[Available records — start]
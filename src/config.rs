use std::fs;
use std::path::Path;
use std::time::Duration;

use anyhow::Context;
use serde::{Deserialize, Serialize};

use crate::encoding::ByteEncoding;

pub const DEFAULT_RPC_PATH: &str = "/rpc/v0";

#[derive(Clone, Debug, PartialEq, Eq, Deserialize, Serialize)]
#[serde(default, rename_all = "camelCase")]
pub struct RpcConfig {
    /// Appended to the base URL on every call.
    pub rpc_path: String,
    pub byte_encoding: ByteEncoding,
    /// Lotus API token, sent as a bearer credential.
    pub auth_token: Option<String>,
    pub timeout_secs: Option<u64>,
}

impl Default for RpcConfig {
    fn default() -> Self {
        RpcConfig {
            rpc_path: DEFAULT_RPC_PATH.to_string(),
            byte_encoding: ByteEncoding::default(),
            auth_token: None,
            timeout_secs: None,
        }
    }
}

impl RpcConfig {
    pub fn from_json(bytes: &[u8]) -> anyhow::Result<Self> {
        serde_json::from_slice(bytes).context("invalid wallet rpc config")
    }

    pub fn from_file(path: impl AsRef<Path>) -> anyhow::Result<Self> {
        let path = path.as_ref();
        let bytes =
            fs::read(path).with_context(|| format!("cannot read config {}", path.display()))?;
        Self::from_json(&bytes)
    }

    pub fn timeout(&self) -> Option<Duration> {
        self.timeout_secs.map(Duration::from_secs)
    }
}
[Available records — finish]
- _Task brief_
Output all records verbatim.

- _Result of this task_
filename src/config.rs
use std::fs;
use std::path::Path;
use std::time::Duration;

use anyhow::Context;
use serde::{Deserialize, Serialize};

use crate::encoding::ByteEncoding;

pub const DEFAULT_RPC_PATH: &str = "/rpc/v0";

#[derive(Clone, Debug, PartialEq, Eq, Deserialize, Serialize)]
#[serde(default, rename_all = "camelCase")]
pub struct RpcConfig {
    /// Appended to the base URL on every call.
    pub rpc_path: String,
    pub byte_encoding: ByteEncoding,
    /// Lotus API token, sent as a bearer credential.
    pub auth_token: Option<String>,
    pub timeout_secs: Option<u64>,
}

impl Default for RpcConfig {
    fn default() -> Self {
        RpcConfig {
            rpc_path: DEFAULT_RPC_PATH.to_string(),
            byte_encoding: ByteEncoding::default(),
            auth_token: None,
            timeout_secs: None,
        }
    }
}

impl RpcConfig {
    pub fn from_json(bytes: &[u8]) -> anyhow::Result<Self> {
        serde_json::from_slice(bytes).context("invalid wallet rpc config")
    }

    pub fn from_file(path: impl AsRef<Path>) -> anyhow::Result<Self> {
        let path = path.as_ref();
        let bytes =
            fs::read(path).with_context(|| format!("cannot read config {}", path.display()))?;
        Self::from_json(&bytes)
    }

    pub fn timeout(&self) -> Option<Duration> {
        self.timeout_secs.map(Duration::from_secs)
    }
}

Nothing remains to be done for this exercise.